Application Open:
Full-Time
MBZUAI is seeking Research Engineers to support the development of next-generation AI systems capable of predicting cellular state changes in response to molecular perturbations, including small-molecule drugs, peptides, proteins, genetic edits, and RNA-based interventions. These models play a critical role in accelerating target identification, therapeutic discovery, precision cell engineering, and high-throughput drug screening. The engineer will contribute to building, training, and validating foundation-model architectures that learn complex biological representations and accurately forecast cellular responses across multimodal data types.
Key Responsibilities
AI Model Development for Cellular Response Prediction
- Design, train, and evaluate deep learning and foundation-model architectures to predict cell state transitions following molecular perturbations.
- Develop models capable of learning from multimodal biological datasets, including transcriptomics, proteomics, imaging, and perturbation-response profiles.
- Implement representation learning techniques to capture cellular heterogeneity, gene regulatory behavior, and molecular interaction patterns.

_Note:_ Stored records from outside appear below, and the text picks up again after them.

//! Instruction records and their encodings
//!
//! Instruction kinds form a closed set: the resolver relies on exhaustive
//! matches to classify flow, find branch targets and produce bytes. Encoding
//! is not a pure function of the instruction - local loads and stores pick
//! short or wide forms from the assigned slot, constant operands patch in
//! their pool index, and branches may rewrite themselves (and splice a wide
//! jump into the chain) when their offset outgrows the 16-bit form.

use super::graph::InstructionGraph;
use super::locals::LocalId;
use super::switches::SwitchData;
use crate::constant::ConstantRef;
use crate::errors::Error;
use crate::opcode;
use crate::types::ValueType;
use byteorder::{BigEndian, ByteOrder, WriteBytesExt};
use std::fmt;

/// Handle to an instruction in an [`InstructionGraph`].
///
/// Handles stay valid across chain mutation; removing an instruction only
/// unlinks it.
#[derive(Copy, Clone, Eq, PartialEq, Hash)]
pub struct InsnId(pub(crate) usize);

impl fmt::Debug for InsnId {
    fn fmt(&self, formatter: &mut fmt::Formatter<'_>) -> fmt::Result {
        formatter.write_fmt(format_args!("i{}", self.0))
    }
}

pub(crate) struct InsnData {
    pub(crate) kind: InsnKind,

    /// Static effect on the operand stack depth.
    pub(crate) stack_adjust: i16,

    pub(crate) prev: Option<InsnId>,
    pub(crate) next: Option<InsnId>,
    pub(crate) linked: bool,

    /// Resolved address; starts out as the chain index during resolution and
    /// becomes a byte offset once the encoding passes run.
    pub(crate) location: Option<u32>,

    /// Stack depth on entry, recorded by the stack analysis. `None` means the
    /// instruction was never reached.
    pub(crate) reached_depth: Option<u32>,

    /// Handlers whose guarded range covers this instruction.
    pub(crate) handlers: Vec<super::handlers::HandlerId>,
}

#[derive(Clone, Debug)]
pub(crate) enum InsnKind {
    /// Fully-formed opcode bytes with nothing left to resolve.
    Plain { bytes: Vec<u8> },

    /// 16-bit-offset branch, upgraded in place when the offset outgrows it.
    /// `short_hop` marks a conditional that was negated to hop over an
    /// inserted `goto_w`; its offset is then a fixed 8 bytes.
    Branch {
        op: u8,
        target: InsnId,
        short_hop: bool,
    },

    /// Opcode bytes whose second and third byte are a constant-pool index,
    /// patched at encoding time (field accesses, invokes, `new`, ...).
    ConstantOp {
        bytes: Vec<u8>,
        constant: ConstantRef,
    },

    /// `ldc`/`ldc_w`/`ldc2_w`, picked from the index and the value width.
    LoadConstant {
        constant: ConstantRef,
        double_word: bool,
    },

    LoadLocal { local: LocalId },

    /// `discard` is set by liveness analysis when the stored value is never
    /// read again; the store then encodes as a pop of matching width.
    StoreLocal { local: LocalId, discard: bool },

    Increment { local: LocalId, amount: i16 },

    /// `ret` - returns from a subroutine through a return-address local.
    SubroutineRet { local: LocalId },

    Switch(SwitchData),

    /// Zero-width marker; only its address matters.
    Label,
}

impl InsnKind {
    /// May execution continue into the next instruction in the chain?
    pub(crate) fn flows_through(&self) -> bool {
        match self {
            InsnKind::Plain { bytes } | InsnKind::ConstantOp { bytes, .. } => {
                bytes.first().map_or(true, |op| !opcode::ends_flow(*op))
            }
            InsnKind::Branch { op, .. } => !matches!(*op, opcode::GOTO | opcode::GOTO_W),
            InsnKind::SubroutineRet { .. } | InsnKind::Switch(_) => false,
            _ => true,
        }
    }

    pub(crate) fn is_subroutine_call(&self) -> bool {
        matches!(self, InsnKind::Branch { op, .. } if opcode::is_subroutine_branch(*op))
    }

    /// Visit every explicit branch target. Switches report their case
    /// targets first and the default target last.
    pub(crate) fn for_each_target<F: FnMut(InsnId)>(&self, mut f: F) {
        match self {
            InsnKind::Branch { target, .. } => f(*target),
            InsnKind::Switch(switch) => {
                for target in &switch.targets {
                    f(*target);
                }
                f(switch.default);
            }
            _ => {}
        }
    }

    /// Local variable read and written by this instruction, if any. An
    /// increment does both; a subroutine return reads its address local.
    pub(crate) fn use_def(&self) -> (Option<LocalId>, Option<LocalId>) {
        match self {
            InsnKind::LoadLocal { local } => (Some(*local), None),
            InsnKind::StoreLocal { local, .. } => (None, Some(*local)),
            InsnKind::Increment { local, .. } => (Some(*local), Some(*local)),
            InsnKind::SubroutineRet { local } => (Some(*local), None),
            _ => (None, None),
        }
    }
}

pub(crate) fn put_u16(buf: &mut Vec<u8>, value: u16) {
    buf.write_u16::<BigEndian>(value)
        .expect("writing to a Vec cannot fail");
}

pub(crate) fn put_i16(buf: &mut Vec<u8>, value: i16) {
    buf.write_i16::<BigEndian>(value)
        .expect("writing to a Vec cannot fail");
}

pub(crate) fn put_i32(buf: &mut Vec<u8>, value: i32) {
    buf.write_i32::<BigEndian>(value)
        .expect("writing to a Vec cannot fail");
}

fn emit_load(buf: &mut Vec<u8>, ty: ValueType, slot: u16) {
    if slot <= 3 {
        buf.push(opcode::load_short(ty, slot as u8));
    } else if slot <= 255 {
        buf.push(opcode::load_general(ty));
        buf.push(slot as u8);
    } else {
        buf.push(opcode::WIDE);
        buf.push(opcode::load_general(ty));
        put_u16(buf, slot);
    }
}

fn emit_store(buf: &mut Vec<u8>, ty: ValueType, slot: u16) {
    if slot <= 3 {
        buf.push(opcode::store_short(ty, slot as u8));
    } else if slot <= 255 {
        buf.push(opcode::store_general(ty));
        buf.push(slot as u8);
    } else {
        buf.push(opcode::WIDE);
        buf.push(opcode::store_general(ty));
        put_u16(buf, slot);
    }
}

impl InstructionGraph {
    /// Append the instruction's bytes for its current resolution state.
    ///
    /// The resolver assigns `location` before calling this. Branch
    /// instructions may rewrite themselves here (see [`Self::encode_branch`]).
    pub(crate) fn encode_insn(&mut self, id: InsnId, buf: &mut Vec<u8>) -> Result<(), Error> {
        let location = self.arena[id.0]
            .location
            .expect("address assigned before encoding");

        // Branches may mutate the chain while encoding, so copy their fields
        // out before dispatching.
        if let InsnKind::Branch {
            op,
            target,
            short_hop,
        } = &self.arena[id.0].kind
        {
            let (op, target, short_hop) = (*op, *target, *short_hop);
            return self.encode_branch(id, location, op, target, short_hop, buf);
        }

        match &self.arena[id.0].kind {
            InsnKind::Plain { bytes } => buf.extend_from_slice(bytes),

            InsnKind::ConstantOp { bytes, constant } => {
                let index = constant.index().ok_or(Error::UnresolvedConstant)?;
                let start = buf.len();
                buf.extend_from_slice(bytes);
                BigEndian::write_u16(&mut buf[start + 1..start + 3], index);
            }

            InsnKind::LoadConstant {
                constant,
                double_word,
            } => {
                let index = constant.index().ok_or(Error::UnresolvedConstant)?;
                if *double_word {
                    buf.push(opcode::LDC2_W);
                    put_u16(buf, index);
                } else if index <= 255 {
                    buf.push(opcode::LDC);
                    buf.push(index as u8);
                } else {
                    buf.push(opcode::LDC_W);
                    put_u16(buf, index);
                }
            }

            InsnKind::LoadLocal { local } => {
                let slot = self.slot_of(*local)?;
                emit_load(buf, self.locals[local.0].ty, slot);
            }

            InsnKind::StoreLocal { local, discard } => {
                if *discard {
                    // The stored value is never read again; just drop it.
                    let double = self.locals[local.0].ty.is_double_word();
                    buf.push(if double { opcode::POP2 } else { opcode::POP });
                } else {
                    let slot = self.slot_of(*local)?;
                    emit_store(buf, self.locals[local.0].ty, slot);
                }
            }

            InsnKind::Increment { local, amount } => {
                let slot = self.slot_of(*local)?;
                if (-128..=127).contains(amount) && slot <= 255 {
                    buf.push(opcode::IINC);
                    buf.push(slot as u8);
                    buf.push(*amount as u8);
                } else {
                    buf.push(opcode::WIDE);
                    buf.push(opcode::IINC);
                    put_u16(buf, slot);
                    put_i16(buf, *amount);
                }
            }

            InsnKind::SubroutineRet { local } => {
                let slot = self.slot_of(*local)?;
                if slot <= 255 {
                    buf.push(opcode::RET);
                    buf.push(slot as u8);
                } else {
                    buf.push(opcode::WIDE);
                    buf.push(opcode::RET);
                    put_u16(buf, slot);
                }
            }

            InsnKind::Switch(switch) => {
                switch.encode(location, |target| self.expect_location(target), buf)?;
            }

            InsnKind::Label => {}

            InsnKind::Branch { .. } => unreachable!("branches are dispatched above"),
        }

        Ok(())
    }

    fn encode_branch(
        &mut self,
        id: InsnId,
        location: u32,
        op: u8,
        target: InsnId,
        short_hop: bool,
        buf: &mut Vec<u8>,
    ) -> Result<(), Error> {
        if short_hop {
            // Sticky rewrite from an earlier pass: hop over the wide jump
            // spliced in right behind this instruction.
            buf.push(op);
            put_i16(buf, 8);
            return Ok(());
        }

        let offset = self.expect_location(target)? as i64 - location as i64;

        if opcode::is_wide_branch(op) {
            buf.push(op);
            put_i32(buf, offset as i32);
        } else if (i16::MIN as i64..=i16::MAX as i64).contains(&offset) {
            buf.push(op);
            put_i16(buf, offset as i16);
        } else if op == opcode::GOTO || op == opcode::JSR {
            // Upgrade to the 32-bit form for good.
            let wide = opcode::widened_form(op);
            self.arena[id.0].kind = InsnKind::Branch {
                op: wide,
                target,
                short_hop: false,
            };
            buf.push(wide);
            put_i32(buf, offset as i32);
        } else {
            // Conditional branches have no 32-bit form. Branch on the
            // negated condition over a freshly inserted wide jump:
            //
            //     if* far      =>      ifnot* +8
            //                          goto_w far
            //
            // The inserted jump changes the layout, which forces another
            // encoding pass.
            let negated = opcode::negate_condition(op);
            self.arena[id.0].kind = InsnKind::Branch {
                op: negated,
                target,
                short_hop: true,
            };
            buf.push(negated);
            put_i16(buf, 8);

            let wide_jump = self.new_insn(
                InsnKind::Branch {
                    op: opcode::GOTO_W,
                    target,
                    short_hop: false,
                },
                0,
            );
            self.link_after(id, wide_jump);
        }

        Ok(())
    }

    /// Does the instruction have everything it needs to emit final bytes?
    ///
    /// An unplaced label behind a branch or switch target is unfixable by
    /// more passes and reports as an error instead.
    pub(crate) fn insn_resolved(&self, id: InsnId) -> Result<bool, Error> {
        match &self.arena[id.0].kind {
            InsnKind::Label => Ok(self.arena[id.0].location.is_some()),
            InsnKind::Plain { .. } => Ok(true),
            InsnKind::Branch { target, .. } => self.expect_location(*target).map(|_| true),
            InsnKind::ConstantOp { constant, .. } | InsnKind::LoadConstant { constant, .. } => {
                Ok(constant.index().is_some())
            }
            InsnKind::LoadLocal { local }
            | InsnKind::Increment { local, .. }
            | InsnKind::SubroutineRet { local } => Ok(self.locals[local.0].number.is_some()),
            // A dead store encodes as a pop; a live one always has a slot.
            InsnKind::StoreLocal { .. } => Ok(true),
            InsnKind::Switch(switch) => {
                self.expect_location(switch.default)?;
                for target in &switch.targets {
                    self.expect_location(*target)?;
                }
                Ok(true)
            }
        }
    }

    /// One-line rendering of an instruction, for debug dumps.
    pub(crate) fn describe(&self, id: InsnId) -> String {
        fn leading(bytes: &[u8], fallback: &str) -> String {
            bytes
                .first()
                .and_then(|op| opcode::mnemonic(*op))
                .unwrap_or(fallback)
                .to_owned()
        }

        match &self.arena[id.0].kind {
            InsnKind::Plain { bytes } => leading(bytes, "data"),
            InsnKind::Branch { op, target, .. } => format!(
                "{} -> {:?}",
                opcode::mnemonic(*op).unwrap_or("branch"),
                target
            ),
            InsnKind::ConstantOp { bytes, constant } => {
                format!("{} {:?}", leading(bytes, "const_op"), constant)
            }
            InsnKind::LoadConstant { constant, .. } => format!("ldc {:?}", constant),
            InsnKind::LoadLocal { local } => format!("load {:?}", local),
            InsnKind::StoreLocal { local, discard } => {
                if *discard {
                    format!("store {:?} (discarded)", local)
                } else {
                    format!("store {:?}", local)
                }
            }
            InsnKind::Increment { local, amount } => format!("iinc {:?} by {}", local, amount),
            InsnKind::SubroutineRet { local } => format!("ret {:?}", local),
            InsnKind::Switch(switch) => format!(
                "{} ({} cases)",
                opcode::mnemonic(switch.opcode()).unwrap_or("switch"),
                switch.cases.len()
            ),
            InsnKind::Label => String::from("label"),
        }
    }
}
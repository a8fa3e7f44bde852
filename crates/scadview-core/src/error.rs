//! Error types for scadview

use std::path::PathBuf;

use thiserror::Error;

/// Result type alias using scadview's Error type
pub type Result<T> = std::result::Result<T, Error>;

/// Errors that can occur while normalizing parameters or sizing a response
#[derive(Error, Debug)]
pub enum Error {
    /// A parameter had an unsupported shape or value
    #[error("{0}")]
    InvalidParameter(String),

    /// A sequence parameter had the wrong number of elements
    #[error("{what} must have {expected} values, got {got}")]
    Arity {
        what: &'static str,
        expected: usize,
        got: usize,
    },

    /// Output format directive not recognized
    #[error("Unknown output format '{0}'. Valid options: auto, base64, file_path, compressed")]
    UnknownOutputFormat(String),

    /// Encoded image payload was not valid base64
    #[error("Invalid base64 image data: {0}")]
    Base64(#[from] base64::DecodeError),

    /// Image decoding/encoding error
    #[error("Image error: {0}")]
    Image(#[from] image::ImageError),

    /// JSON serialization error
    #[error("JSON error: {0}")]
    Json(#[from] serde_json::Error),

    /// Writing an image to disk failed
    #[error("Failed to save image to {}: {source}", path.display())]
    SaveImage {
        path: PathBuf,
        #[source]
        source: std::io::Error,
    },
}

impl Error {
    /// Whether this error was caused by malformed caller input
    pub fn is_validation(&self) -> bool {
        matches!(
            self,
            Self::InvalidParameter(_) | Self::Arity { .. } | Self::UnknownOutputFormat(_)
        )
    }

    pub(crate) fn invalid(msg: impl Into<String>) -> Self {
        Self::InvalidParameter(msg.into())
    }
}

- Build generative or simulation-based models to forecast dose–response effects, off-target activities, and phenotypic shifts.
Molecular Perturbation Modeling
- Integrate molecular descriptors, sequence features, and structural representations (e.g., SMILES, protein sequences, CRISPR guides, iRNA constructs).
- Construct predictive systems to estimate the functional impact of genetic edits, RNA interference, or protein-level interventions.
- Develop embedding spaces linking molecular features to cellular phenotypes for enhanced interpretability and screening.
Multimodal Data Fusion
- Create fusion pipelines combining sequencing data, high-content imaging, and experimental metadata into unified model inputs.
- Implement attention mechanisms, contrastive learning, and cross-modal alignment methods for robust biological inference.
- Build scalable preprocessing and feature-engineering workflows to support large-scale multi-omics datasets.
Model Optimization & Deployment
- Build and optimize computational pipelines for high-performance training and inference on MBZUAI/cloud compute infrastructure.
- Deploy trained models for real-time or batch biological prediction, ensuring reproducibility, traceability, and performance monitoring.
- Contribute to benchmarking efforts, dataset curation, model evaluation methodologies, and scientific reporting.
Research Support & Knowledge Transfer
- Collaborate closely with faculty, postdocs, and research teams to align model development with experimental or scientific objectives.
- Document code, data processing pipelines, and model specifications to support cross-team reuse and long-term sustainability.
- Provide technical guidance on AI methodologies for biological modeling across Research Division initiatives.
Project Statistics & Reporting
- Track project milestones, risks, and deliverables in accordance with internal reporting templates.
- Prepare technical reports, dashboards, and progress summaries for leadership review.
- Translate modeling outputs into actionable insights for scientific and experimental partners.
Other Duties
- Perform all other duties as reasonably directed by the line manager that are commensurate with these functional objectives.
Academic Qualification Required
- Bachelor’s degree in Computer Science, Computational Biology, Bioinformatics, Electrical Engineering, or a related field.
- A postgraduate in AI for biology, computational life sciences, or a related discipline is strongly preferred.
Professional Experience Required
Essential:
- Minimum 2 years of experience in machine learning or deep learning development (PyTorch, TensorFlow).
- Experience with distributed/parallel training or inference.
- Strong proficiency in Python and scientific computing libraries.
- Experience working with sequencing data, multi-omics datasets, or biological data processing.
- Knowledge of deep learning architectures relevant to biological modeling (transformers, graph neural networks, variational autoencoders, diffusion models).
- Experience training models on large datasets and optimization for research-grade performance.
Preferred:
- Experience with single-cell data, CRISPR screens, or perturbation-response profiling.
- Background in computational drug discovery or systems biology.
- Experience with foundation models, representation learning, or multimodal data fusion.
- Familiarity with cloud compute environments, high-performance computing, and MLOps workflows.
- Experience with parallel/distributed ML frameworks such as Megatron, DeepSpeed, and Ray.
- Working knowledge of biological assays and experimental pipelines is an advantage.